Köy kahvaltısı mı? Bu sofraya köy kahvaltısı diyenler, hayatlarında köyde bir gün bile yaşamamışlardır…” Yıllarını otel ve restoran dünyasına veren yemek danışmanı dostum Osman Serim, beş yıldızlı tatil köyünün bahçesinde önümüze gelen bakır siniye bakıp böyle dedi. Ve ekledi: “Köylü nereden bulacak bu kadar malzemeyi? Çoğu kez bir tarhana çorbasına kaşık sallayıp tarlasına doğru yola koyulur garibim.”
Sinide neler yoktu ki? Çanak çanak ballar, kaymaklar, reçeller… Peynir tabağında Van’ın otlu peynirinden Erzincan’ın tulumuna, Mihaliç peynirinden Kars gravyerine yarım düzine peynir… Siyah zeytin, yeşil kokteyl zeytin, yeşil kırma zeytin, pembe kalamata zeytin… Yine bir kasede bandırmalık zeytinyağı, bir tabakta koca bir topak tereyağı… Söğüş domates, salatalık, yeşil biber, demetle maydanoz…
Bir genç hanım kızarmış ekmek, açma, poğaça ve taze simitleri masaya bırakırken, bir başka garson sordu: “Yumurtalarınız nasıl olsun efendim? Pastırmalı
ya da sucuklu? İsterseniz Menemen de yaptırabilirim.”

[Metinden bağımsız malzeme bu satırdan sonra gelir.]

use log::LevelFilter;
use serde::{Deserialize, Serialize};

use crate::device::constants::SCAN_TIMEOUT;
use crate::device::types::ConnectOptions;

#[derive(Debug, Clone, PartialEq, Eq, Serialize, Deserialize)]
#[serde(rename_all = "camelCase", default)]
pub struct Config {
    pub connect: ConnectOptions,
    pub scan_timeout_ms: u64,
    pub log_level: String,
}

impl Config {
    /// The configured log level, falling back to `Info` for values `log` does not know.
    pub fn log_level_filter(&self) -> LevelFilter {
        self.log_level.parse().unwrap_or(LevelFilter::Info)
    }
}

impl Default for Config {
    fn default() -> Self {
        Config {
            connect: ConnectOptions::default(),
            scan_timeout_ms: SCAN_TIMEOUT,
            log_level: String::from("info"),
        }
    }
}

#[cfg(test)]
mod tests {
    use super::*;

    #[test]
    fn missing_fields_take_defaults() {
        let config: Config = serde_json::from_str(r#"{"connect": {"retries": 5}}"#).unwrap();
        assert_eq!(config.connect.retries, 5);
        assert_eq!(config.connect.retry_delay_ms, 300);
        assert_eq!(config.connect.timeout_ms, 3000);
        assert_eq!(config.scan_timeout_ms, SCAN_TIMEOUT);
        assert_eq!(config.log_level_filter(), LevelFilter::Info);
    }

    #[test]
    fn uses_camel_case_keys() {
        let json = serde_json::to_value(Config::default()).unwrap();
        assert_eq!(json["connect"]["autoConnect"], false);
        assert_eq!(json["connect"]["retryDelayMs"], 300);
        assert_eq!(json["scanTimeoutMs"], 10_000);
        assert_eq!(json["logLevel"], "info");
    }

    #[test]
    fn log_level_parsing() {
        let mut config = Config::default();
        config.log_level = "debug".into();
        assert_eq!(config.log_level_filter(), LevelFilter::Debug);
        config.log_level = "nonsense".into();
        assert_eq!(config.log_level_filter(), LevelFilter::Info);
    }
}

Fransız kahvaltısı yanımıza yaklaşamaz!
Az sonra bakır sahanda gelen sucuklu yumurtamın sarısını kızarmış ekmeğimle patlatıp sucuğun üzerine yayılan güneş kızılı rengiyle gözlerimi de bayram ettirirken düşünmeden edemedim: Bu kadar zengin kahvaltı nerede vardı acaba?
Doğrusu, hiçbir yerde yoktu… Ünlü Fransız kahvaltısı, kruvasan, tereyağı, reçel ve sütlü kahveden ibaretti. İngilizler kızarmış tost ekmeğinin üzerine yağda yumurta koyup yanına da biraz kızarmış domuz pastırması ekliyorlar, yine kızarmış mantarla servis ediyorlardı. İtalyanlarda zaten kahvaltı kültürü yoktu, insanın şakaklarına vuran şimşek gibi bir espresso’yu kafaya diktikten sonra, günün boğuşmasına dalıyorlardı. Almanlar sosisçiydi, İrlanda ve İskoçya’nın sütlü yulaf lapaları porridge’i yemek ise lezzet alma değil, basit bir mideyi doldurma faaliyetiydi. Batı ülkelerinin kahvaltısındaki en neşeli lezzet, belki de Belçikalıların “gofret” de dediği waffle ile Amerikalıların pancake’iydi. Kakaolu fındık kreması sürülen waffle’lar ve üzerine akçaağaç şurubu akıtılan pancake’ler damak tadımıza nisbeten uygun lezzetlerdi.
Hamur işlerimiz bile baş döndürüyor!
Diğer ülkelerin çoğunda peynir, akşamları şarap eşliğinde yenen bir lezzet iken, bizde kahvaltıya gelen çeşit çeşit peynirlerden de geçtim, hamur işlerinin zenginliği bile baş döndürmeye yetiyor. Evlerden çok işyerlerinde, sokaklarda ve çarşılarda yenilen açma, çatal ve poğaçalar bir yana, hamurla adeta şiir yazan kadınlarımızın bazlamaları, gözlemeleri, pişileri, börekleri ve çörekleri bir yana… Su böreği, kıymalı ve ıspanaklı kol börekleri, gül böreği, patatesli börek hep kahvaltıya zenginlik katan hamur işlerimizden.
Ya tereyağının dışında ekmeklerin üzerine sürdüklerimiz? Biberden, domatesten yapılma salçalar, acukalar, zeytin ezmeleri? Ekmeği bandırdığımız zeytinyağına kâh kekikle, kâh kırmızı pul biberle, kâh naneyle verdiğimiz çeşniler?
Artık çayın yanında meyve suyunun da bulunduğu, üzerine bir de kahve içilen Türk kahvaltısının bir güzelliği de yörelere göre yeni çeşnilerle daha da zenginleşmesi. Yıllar önce rahmetli Tuğrul Şavkay’la Çeşme’de yaptığımız bir kahvaltıyı hiç unutamıyorum. Tuğrul Bey “Çocuklar bu sabah kahvaltıda pilav yiyeceğiz!” diyerek hınzırca güldüğünde, Altınyunus’un deniz kenarındaki terasında sabah sabah pirinç pilavına kaşık sallayacağımızı sanmış, biraz da yadırgamıştım.